There are roughly 5,423 island residents rounded up daily and shuffled like cattle into the courthouse to undergo the ordeal of jury selection. Those chosen to be on a jury are generally pitiable folks unable to come up with even vaguely plausible reasons that they should not be seated. The best excuses they can invent under the harsh glare of a judge, prosecutor and defense counsel are "My dog is sick at home" and "I believe there's still a warrant out for me in New Jersey."

Personally, I don't mind serving on juries because it is a civic duty necessary in a free society and judging your fellow citizens is a highly enjoyable form of entertainment. Plus you get, I believe, $30 a day from the state and 33 cents a mile, so that's pretty sweet.

If you don't want to get on a jury in a criminal case, it's easy. When asked if you can be fair, simply say, "Anyone who gets arrested and charged with a crime is obviously guilty. The police are never wrong." That will cause the defense attorney to jump 5 feet in the air and sprint to the bench yelling, "Juror dismissed, your honor!" If you want to see the prosecutor go ballistic, tell the judge that several of your friends or family members have been unfairly tried and incarcerated by the state and that now "It's payback time, baby!"

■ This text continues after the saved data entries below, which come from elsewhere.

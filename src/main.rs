//! Corridor Stream headless driver
//!
//! Runs a scripted observer down a marker-only corridor and logs what the
//! streamers do. Usage: `corridor-stream [settings.json] [best.json]`

use std::process::ExitCode;

use corridor_stream::consts::SIM_DT;
use corridor_stream::sim::{Corridor, HitOutcome, MarkerPrefab, ObstacleTypeSpec};
use corridor_stream::{BestDistance, CorridorSettings, Result};

/// Simulated run length in ticks (two minutes)
const DEMO_TICKS: u32 = 120 * 60;
/// Observer body half-width for the toy collision check
const OBSERVER_HALF_WIDTH: f32 = 0.5;

fn terrain_catalogue() -> Vec<MarkerPrefab> {
    vec![
        MarkerPrefab::new("Meadow", 25.0),
        MarkerPrefab::new("Riverbank", 25.0),
        MarkerPrefab::new("Canyon", 25.0),
    ]
}

fn obstacle_catalogue() -> Vec<ObstacleTypeSpec<MarkerPrefab>> {
    vec![
        ObstacleTypeSpec::new(
            "Rock",
            vec![
                MarkerPrefab::new("Boulder", 1.2),
                MarkerPrefab::new("Pebbles", 0.8),
            ],
            5.0,
        ),
        ObstacleTypeSpec::new(
            "Tree",
            vec![MarkerPrefab::new("Pine", 0.9), MarkerPrefab::new("Oak", 1.4)],
            3.0,
        ),
        ObstacleTypeSpec::new("Pond", vec![MarkerPrefab::new("Pond", 2.0)], 1.0),
    ]
}

fn run(settings: CorridorSettings, best_path: Option<&str>) -> Result<()> {
    let best = match best_path {
        Some(path) => BestDistance::load(path)?,
        None => BestDistance::new(),
    };
    log::info!("{}", best.label());

    let mut corridor =
        Corridor::new(settings, &terrain_catalogue(), &obstacle_catalogue())?.with_best(best);

    let start_z = corridor.settings().run.observer_start_z;
    let speed = corridor.settings().run.run_speed;
    let mut observer_z = start_z;
    let mut runs = 1u32;

    for _ in 0..DEMO_TICKS {
        observer_z += speed * SIM_DT;
        corridor.tick(observer_z);

        // Stand-in for the host's collision layer: observer holds x = 0
        let hit = corridor
            .obstacles()
            .active_items()
            .map(|(_, item)| (item.position(), item.half_width()))
            .find(|(pos, half_width)| {
                (pos.z - observer_z).abs() < speed * SIM_DT
                    && pos.x.abs() < OBSERVER_HALF_WIDTH + half_width
            })
            .map(|(pos, _)| pos);
        let Some(hit) = hit else { continue };

        match corridor.on_obstacle_hit(hit.z) {
            HitOutcome::Survived { lives_left, cleared } => {
                log::info!("Survived hit ({} hearts, {} obstacles cleared)", lives_left, cleared);
            }
            HitOutcome::GameOver { distance, new_best } => {
                log::info!("Run {} over at {:.1} m (new best: {})", runs, distance, new_best);
                observer_z = start_z;
                corridor.restart(observer_z);
                runs += 1;
            }
            HitOutcome::Ignored => {}
        }
    }

    let terrain = corridor.terrain().stats();
    let obstacles = corridor.obstacles().stats();
    log::info!(
        "Terrain: {} spawned, {} recycled, {} skipped",
        terrain.spawned,
        terrain.recycled,
        terrain.skipped()
    );
    log::info!(
        "Obstacles: {} spawned, {} recycled, {} exhausted, {} placement failures",
        obstacles.spawned,
        obstacles.recycled,
        obstacles.capacity_exhausted,
        obstacles.placement_failed
    );
    log::info!("{} runs, {}", runs, corridor.best().label());

    if let Some(path) = best_path {
        corridor.best().save(path)?;
    }
    let (tiles, items) = corridor.shutdown();
    log::info!("Released {} tiles and {} obstacles", tiles.len(), items.len());
    Ok(())
}

fn main() -> ExitCode {
    env_logger::init();
    log::info!("Corridor Stream (headless) starting...");

    let mut args = std::env::args().skip(1);
    let settings = match args.next() {
        Some(path) => match CorridorSettings::load(&path) {
            Ok(settings) => settings,
            Err(err) => {
                log::error!("Failed to load settings from {}: {}", path, err);
                return ExitCode::FAILURE;
            }
        },
        None => CorridorSettings::default(),
    };
    let best_path = args.next();

    match run(settings, best_path.as_deref()) {
        Ok(()) => ExitCode::SUCCESS,
        Err(err) => {
            log::error!("{}", err);
            ExitCode::FAILURE
        }
    }
}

While most people are familiar with 12-person juries, it hasn't always been that way. That arbitrary number only came about in the 12th century when King Henry II of England decided that juries were too large and expensive to feed. In fact, the cost of feeding juries is the key reason they've been whittled down over the centuries. During the Viking days, juries were made up of hundreds of people. The jury itself had to ransack small villages just to assure it had enough groceries to last the trial. (True fact: A Viking jury was an assembly of free people called a "thing." And the place where the "Thing" met was a "Thingstead." That is COMPLETELY true, I swear. What I'm not sure about is whether the Thing's verdict was called a "Thingy.")

Early juries usually tried multiple cases at the same time and were not allowed to eat or drink or sit down during deliberations. The average time for deliberation in those days was about nine minutes.

Melvin Belli, the celebrated trial lawyer, in his book "The Belli Files," points out that jury duty of "olde" could be worse than being on trial. If a judge didn't like a jury's verdict, the defendant was forgotten and a new jury was called to try the first jury.

According to Belli, if that first jury was convicted, the law said the jurors "shall be committed to the King's Prison, their goods confiscated, their possessions seized their habitations pulled down, their woodlands felled, the meadows plowed up and they themselves forever be declared infamous."

Man, if you wanted to avoid jury duty in those days, you had to be on your game.